What is the relationship between corporate communication, industry news, and personal information that the employee should blog on?   

I had my ideas, however, I wondered what corporate bloggers would have to say; so I reached out to a few BBF (blogger best friends). These bloggers work with organizations ranging from healthcare, technology and consumer products to business-to-business. Their responses were insightful and I thought .. hmm .. this would be a great post.  Thanks to Peter for the terrific question and to the informal panel who agreed to share their thoughts with Diva's readers. 
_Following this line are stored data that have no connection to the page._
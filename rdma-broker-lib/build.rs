fn main() {
    if std::env::var_os("CARGO_FEATURE_HARDWARE").is_none() {
        return;
    }

    println!("cargo:rerun-if-changed=src/transport/real/wrapper.h");

    let lib = pkg_config::probe_library("libibverbs")
        .expect("hardware feature requires libibverbs to be discoverable via pkg-config");

    let bindings = bindgen::Builder::default()
        .header("src/transport/real/wrapper.h")
        .clang_args(lib.include_paths.iter().map(|p| format!("-I{}", p.display())))
        .allowlist_function("ibv_.*")
        .allowlist_type("ibv_.*")
        .generate()
        .expect("failed to generate ibverbs bindings");

    let out_path = std::path::PathBuf::from(std::env::var("OUT_DIR").unwrap());
    bindings
        .write_to_file(out_path.join("ibverbs_bindings.rs"))
        .expect("failed to write ibverbs bindings");
}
Nick Jacobs, President of Windber Medical Center and the Windber Research Institute  -  Truthfully, I use Hospitalimpact.org for national and international policy issues.  I try to use windberblog.typepad.com for local issues and some diary type posts.  I use ourtownonline.biz  for humor!  So, my formula is more of that from a creative than an administrator.

Remi Adams, Director of Public Relations Homestead (CEO Unplugged Blog) - The answer to that question lies entirely within each, unique, organization; and I don’t think that there should be an “all size fits one” approach to social media within a corporate setting.

This question, however, also depends on what you’re trying to accomplish with your blog. For Homestead, it’s thought leadership in small business and entrepreneurship, so the blog has little to do with the nuts and bolts of our core business and/or product offerings. It’s also written by a smart and savvy CEO, who is as good an information filter as they come. If you’re touching upon appropriate guidelines for employees, this should be based on individual circumstances determined by each organization.

Homestead, for example, doesn’t so much have a policy, as it has a culture that enforces or discourages certain behavior based on its values. You’re much less likely to have bloggers divulging private, internal information in unique circumstances like ours (for many reasons), then you would at a large, impersonal corporations in which employees feel disenfranchised. Blogs, in those circumstances, can be a difficult tool for corporate communications professionals, and would probably merit reasonable corporate guidelines.”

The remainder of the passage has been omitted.